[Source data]

**********

//! Repository for the `sessions` collection.

use chrono::{DateTime, Utc};
use serde_json::json;

use crate::collections::SESSIONS;
use crate::document::{to_fields, DocumentPatch};
use crate::error::StoreResult;
use crate::models::session::{NewSession, SessionRecord};
use crate::store::DocumentStore;

/// Issued access tokens, keyed by the token's `jti` claim.
pub struct SessionRepo;

impl SessionRepo {
    pub async fn create(
        store: &dyn DocumentStore,
        input: &NewSession,
    ) -> StoreResult<SessionRecord> {
        let record = SessionRecord {
            subject: input.subject.clone(),
            role: input.role.clone(),
            issued_at: Utc::now(),
            expires_at: input.expires_at,
            revoked: false,
        };
        store.set(SESSIONS, &input.jti, to_fields(&record)?).await?;
        Ok(record)
    }

    pub async fn find(store: &dyn DocumentStore, jti: &str) -> StoreResult<Option<SessionRecord>> {
        match store.get(SESSIONS, jti).await? {
            Some(doc) => Ok(Some(doc.decode()?)),
            None => Ok(None),
        }
    }

    /// Whether the session exists, is not revoked and has not expired.
    pub async fn is_active(
        store: &dyn DocumentStore,
        jti: &str,
        now: DateTime<Utc>,
    ) -> StoreResult<bool> {
        Ok(Self::find(store, jti)
            .await?
            .is_some_and(|session| session.is_active(now)))
    }

    /// Mark the session revoked. Fails with `NotFound` if it never existed.
    pub async fn revoke(store: &dyn DocumentStore, jti: &str) -> StoreResult<()> {
        store
            .update(SESSIONS, jti, DocumentPatch::new().set("revoked", json!(true)))
            .await
    }
}
//! Singleton admin credential record (`settings/admin`).

use chrono::{DateTime, Utc};
use serde::{Deserialize, Serialize};

/// Stored admin credential pair. Exactly one exists once the service has
/// seeded it.
#[derive(Debug, Clone, PartialEq, Serialize, Deserialize)]
#[serde(rename_all = "camelCase")]
pub struct AdminCredentialRecord {
    pub username: String,
    pub password_hash: String,
    pub updated_at: DateTime<Utc>,
}
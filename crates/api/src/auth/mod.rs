//! Authentication and authorization primitives.
//!
//! - [`password`] -- Argon2id password hashing and verification.
//! - [`jwt`] -- JWT access-token generation and validation.
//! - [`controller`] -- employee and admin login plus password changes.

pub mod controller;
pub mod jwt;
pub mod password;
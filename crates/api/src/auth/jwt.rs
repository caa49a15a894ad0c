//! JWT access-token generation and validation.
//!
//! Access tokens are HS256-signed JWTs containing a [`Claims`] payload. Each
//! token carries a unique `jti` that names its session document, so a token
//! stops working as soon as its session is revoked.

use jsonwebtoken::{decode, encode, DecodingKey, EncodingKey, Header, Validation};
use serde::{Deserialize, Serialize};
use uuid::Uuid;

/// JWT claims embedded in every access token.
#[derive(Debug, Serialize, Deserialize, Clone)]
pub struct Claims {
    /// Subject -- the admin username or the employee's PS number.
    pub sub: String,
    /// `"admin"` or `"employee"`.
    pub role: String,
    /// Expiration time (UTC Unix timestamp).
    pub exp: i64,
    /// Issued-at time (UTC Unix timestamp).
    pub iat: i64,
    /// Unique token identifier (UUID v4), also the session document id.
    pub jti: String,
}

/// Configuration for JWT token generation and validation.
#[derive(Debug, Clone)]
pub struct JwtConfig {
    /// HMAC-SHA256 secret used to sign and verify tokens.
    pub secret: String,
    /// Access token lifetime in minutes (default: 480, one working day).
    pub access_token_expiry_mins: i64,
}

/// Default access token expiry in minutes.
const DEFAULT_ACCESS_EXPIRY_MINS: i64 = 480;

impl JwtConfig {
    /// Load JWT configuration from environment variables.
    ///
    /// | Env Var                    | Required | Default |
    /// |----------------------------|----------|---------|
    /// | `JWT_SECRET`               | **yes**  | --      |
    /// | `JWT_ACCESS_EXPIRY_MINS`   | no       | `480`   |
    ///
    /// # Panics
    ///
    /// Panics if `JWT_SECRET` is not set or is empty.
    pub fn from_env() -> Self {
        let secret =
            std::env::var("JWT_SECRET").expect("JWT_SECRET must be set in the environment");
        assert!(!secret.is_empty(), "JWT_SECRET must not be empty");

        let access_token_expiry_mins: i64 = std::env::var("JWT_ACCESS_EXPIRY_MINS")
            .unwrap_or_else(|_| DEFAULT_ACCESS_EXPIRY_MINS.to_string())
            .parse()
            .expect("JWT_ACCESS_EXPIRY_MINS must be a valid i64");

        Self {
            secret,
            access_token_expiry_mins,
        }
    }
}

/// Generate an HS256 access token for `subject`.
///
/// Returns the encoded token together with the claims it carries.
pub fn generate_access_token(
    subject: &str,
    role: &str,
    config: &JwtConfig,
) -> Result<(String, Claims), jsonwebtoken::errors::Error> {
    let now = chrono::Utc::now().timestamp();
    let claims = Claims {
        sub: subject.to_string(),
        role: role.to_string(),
        exp: now + config.access_token_expiry_mins * 60,
        iat: now,
        jti: Uuid::new_v4().to_string(),
    };

    let token = encode(
        &Header::default(), // HS256
        &claims,
        &EncodingKey::from_secret(config.secret.as_bytes()),
    )?;
    Ok((token, claims))
}

/// Validate and decode an access token, returning the embedded [`Claims`].
///
/// Validates the signature and expiration.
pub fn validate_token(
    token: &str,
    config: &JwtConfig,
) -> Result<Claims, jsonwebtoken::errors::Error> {
    let token_data = decode::<Claims>(
        token,
        &DecodingKey::from_secret(config.secret.as_bytes()),
        &Validation::default(), // HS256, validates exp
    )?;
    Ok(token_data.claims)
}
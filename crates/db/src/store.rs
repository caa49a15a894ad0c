//! The document store contract and the snapshot subscription plumbing shared
//! by every implementation.

use std::collections::HashMap;
use std::sync::{Arc, Mutex, PoisonError};

use async_trait::async_trait;
use tokio::sync::watch;

use crate::document::{Document, DocumentPatch, Fields};
use crate::error::StoreResult;

/// Full contents of one collection, in creation order.
pub type Snapshot = Arc<Vec<Document>>;

/// Capability required from the backing store.
///
/// Every write is visible to subscribers of the affected collection before
/// the write returns, so a caller that writes and then reads its own
/// subscription always sees the write.
#[async_trait]
pub trait DocumentStore: Send + Sync {
    /// Insert a new document under a store-generated id and return the id.
    async fn add(&self, collection: &str, fields: Fields) -> StoreResult<String>;

    /// Fetch a single document.
    async fn get(&self, collection: &str, id: &str) -> StoreResult<Option<Document>>;

    /// Create the document or replace all of its fields.
    async fn set(&self, collection: &str, id: &str, fields: Fields) -> StoreResult<()>;

    /// Apply a partial update atomically. Fails with `NotFound` when the
    /// document does not exist.
    async fn update(&self, collection: &str, id: &str, patch: DocumentPatch) -> StoreResult<()>;

    /// All documents of a collection, in creation order.
    async fn list(&self, collection: &str) -> StoreResult<Vec<Document>>;

    /// Live view of a collection. The first value is the current contents;
    /// each change delivers the complete new contents.
    async fn subscribe(&self, collection: &str) -> StoreResult<Subscription>;

    /// Confirm the store is reachable.
    async fn ping(&self) -> StoreResult<()> {
        Ok(())
    }
}

// ---------------------------------------------------------------------------
// Subscription
// ---------------------------------------------------------------------------

/// Receiving half of a collection subscription.
///
/// Deliveries are wholesale snapshots. A slow consumer skips intermediate
/// snapshots and only ever sees the latest one.
#[derive(Debug, Clone)]
pub struct Subscription {
    rx: watch::Receiver<Snapshot>,
}

impl Subscription {
    fn new(mut rx: watch::Receiver<Snapshot>) -> Self {
        // The initial contents count as the first delivery.
        rx.mark_changed();
        Self { rx }
    }

    /// Independent receiver on the same collection whose first delivery is
    /// the current snapshot.
    pub fn resubscribe(&self) -> Self {
        Self::new(self.rx.clone())
    }

    /// Latest snapshot, without waiting.
    pub fn current(&self) -> Snapshot {
        self.rx.borrow().clone()
    }

    /// Wait for the next undelivered snapshot. Returns `None` once the store
    /// has been dropped.
    pub async fn next(&mut self) -> Option<Snapshot> {
        self.rx.changed().await.ok()?;
        Some(self.rx.borrow_and_update().clone())
    }
}

// ---------------------------------------------------------------------------
// Snapshot hub
// ---------------------------------------------------------------------------

/// One watch channel per subscribed collection.
///
/// Channels are created lazily on first subscription; collections nobody
/// subscribed to are never materialised.
#[derive(Debug, Default)]
pub(crate) struct SnapshotHub {
    channels: Mutex<HashMap<String, watch::Sender<Snapshot>>>,
}

impl SnapshotHub {
    /// Subscribe to `collection`, seeding the channel with `initial` if it
    /// does not exist yet.
    pub(crate) fn subscribe(
        &self,
        collection: &str,
        initial: impl FnOnce() -> Vec<Document>,
    ) -> Subscription {
        let mut channels = self.channels.lock().unwrap_or_else(PoisonError::into_inner);
        let rx = match channels.get(collection) {
            Some(tx) => tx.subscribe(),
            None => {
                let (tx, rx) = watch::channel(Arc::new(initial()));
                channels.insert(collection.to_string(), tx);
                rx
            }
        };
        Subscription::new(rx)
    }

    pub(crate) fn is_watched(&self, collection: &str) -> bool {
        self.channels
            .lock()
            .unwrap_or_else(PoisonError::into_inner)
            .contains_key(collection)
    }

    /// Replace the snapshot of `collection`, notifying every receiver.
    pub(crate) fn publish(&self, collection: &str, docs: Vec<Document>) {
        let channels = self.channels.lock().unwrap_or_else(PoisonError::into_inner);
        if let Some(tx) = channels.get(collection) {
            tx.send_replace(Arc::new(docs));
        }
    }
}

**********

▸ **Task prompt**:
Each line in the data that holds the string "Debug" needs to be copied.

▸ **Exercise solution**:
#[derive(Debug, Clone, PartialEq, Serialize, Deserialize)]
#[derive(Debug, Serialize, Deserialize, Clone)]
#[derive(Debug, Clone)]
#[derive(Debug, Clone)]
#[derive(Debug, Default)]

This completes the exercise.